A year or so down the road, one of our gambling researchers might be publishing interesting research in an academic journal. It’s our job to try to get media coverage for the findings. 

We go to Broadsight and do a topic search for ‘gambling.’ This brings up every journalist who has contacted us in recent years about problem gambling, sports gambling, gambling addiction, etc. 

We now have some obvious targets for pitching our research story. 

Think about the odds of success. Would we be more likely to get a bite by plugging the word ‘gambling’ into a generic PR database and bringing up a list of somewhat random journalists who just happen to have mentioned gambling in past stories? Or would we do better with folks who have reached out for our help several times in the past year—and have written stories about gambling? 

I always have more luck with the latter. I bet you will, too. 

Keys to Building Your Media List 

To get the most out of your tracker, you have to build a habit. 

Log Every Interaction 

When things get busy and you’re running around, it’s easy to put off logging media enquiries. Don’t do this. It only takes a minute, and the investment will pay off in a wealth of data to draw on down the road. 

Broadsight Tracker media interaction screen

Get All The Information 

Contact information is obvious, but the topic description is also really important. The more thorough and detailed you can be, the easier it will be to find these journalists later when you need them, by simply typing a keyword or two. 

Be Patient 

For your first year or so on Broadsight, you won’t have much data. When you plug in a topic, it might not bring up many names. Remember though, you’re playing the long game here. Stick with it and be consistent. With your whole team contributing, over time your contacts database will grow and become much more useful for pitching. 

How to Find Journalists to Pitch, Step by Step 

Here’s our process for building a pitch list using Broadsight: 

  1. Go to the Media Interactions page 
  1. Click on the ‘Filters’ button at the top of the page 
  1. Enter a keyword in the ‘Topic’ field 
  1. Click ‘Search’ 
Broadsight Tracker search interface with the word 'gambling' entered

Any interactions that reference your topic should come up. If you click the icons under the journalists’ names, you can copy their phone numbers and email addresses in one click. 

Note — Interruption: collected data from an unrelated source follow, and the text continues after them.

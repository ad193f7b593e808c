//! Domain models for the site.

pub mod application;
pub mod session;
pub mod therapist;

pub use application::NewApplication;
pub use session::{Identity, ProCaller, ProviderSession};
pub use therapist::{OnboardingSubmission, ProfileUpdate, TherapistProfile};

Alternatively, you can click the arrow in the top right corner of the page to export all the entries as a CSV file. The CSV will contain the journalists’ names but not their contact info. You can create new columns and copy/paste the contact info using the clickable icons in the table. 

Repeat this search process for related or synonymous terms to make sure you capture every media interaction you’ve had. 

The Best Media List is The One You Own 

The bottom line is that you will have more success in your pitching if you can pitch journalists who: 

  • are familiar with your organization 
  • have covered your stories 
  • have benefited from your help 
  • have covered the topic you’re pitching 

You won’t find many of these journalists using a general PR database, but Broadsight Tracker makes it easy for you to build your own list of warm and hot leads.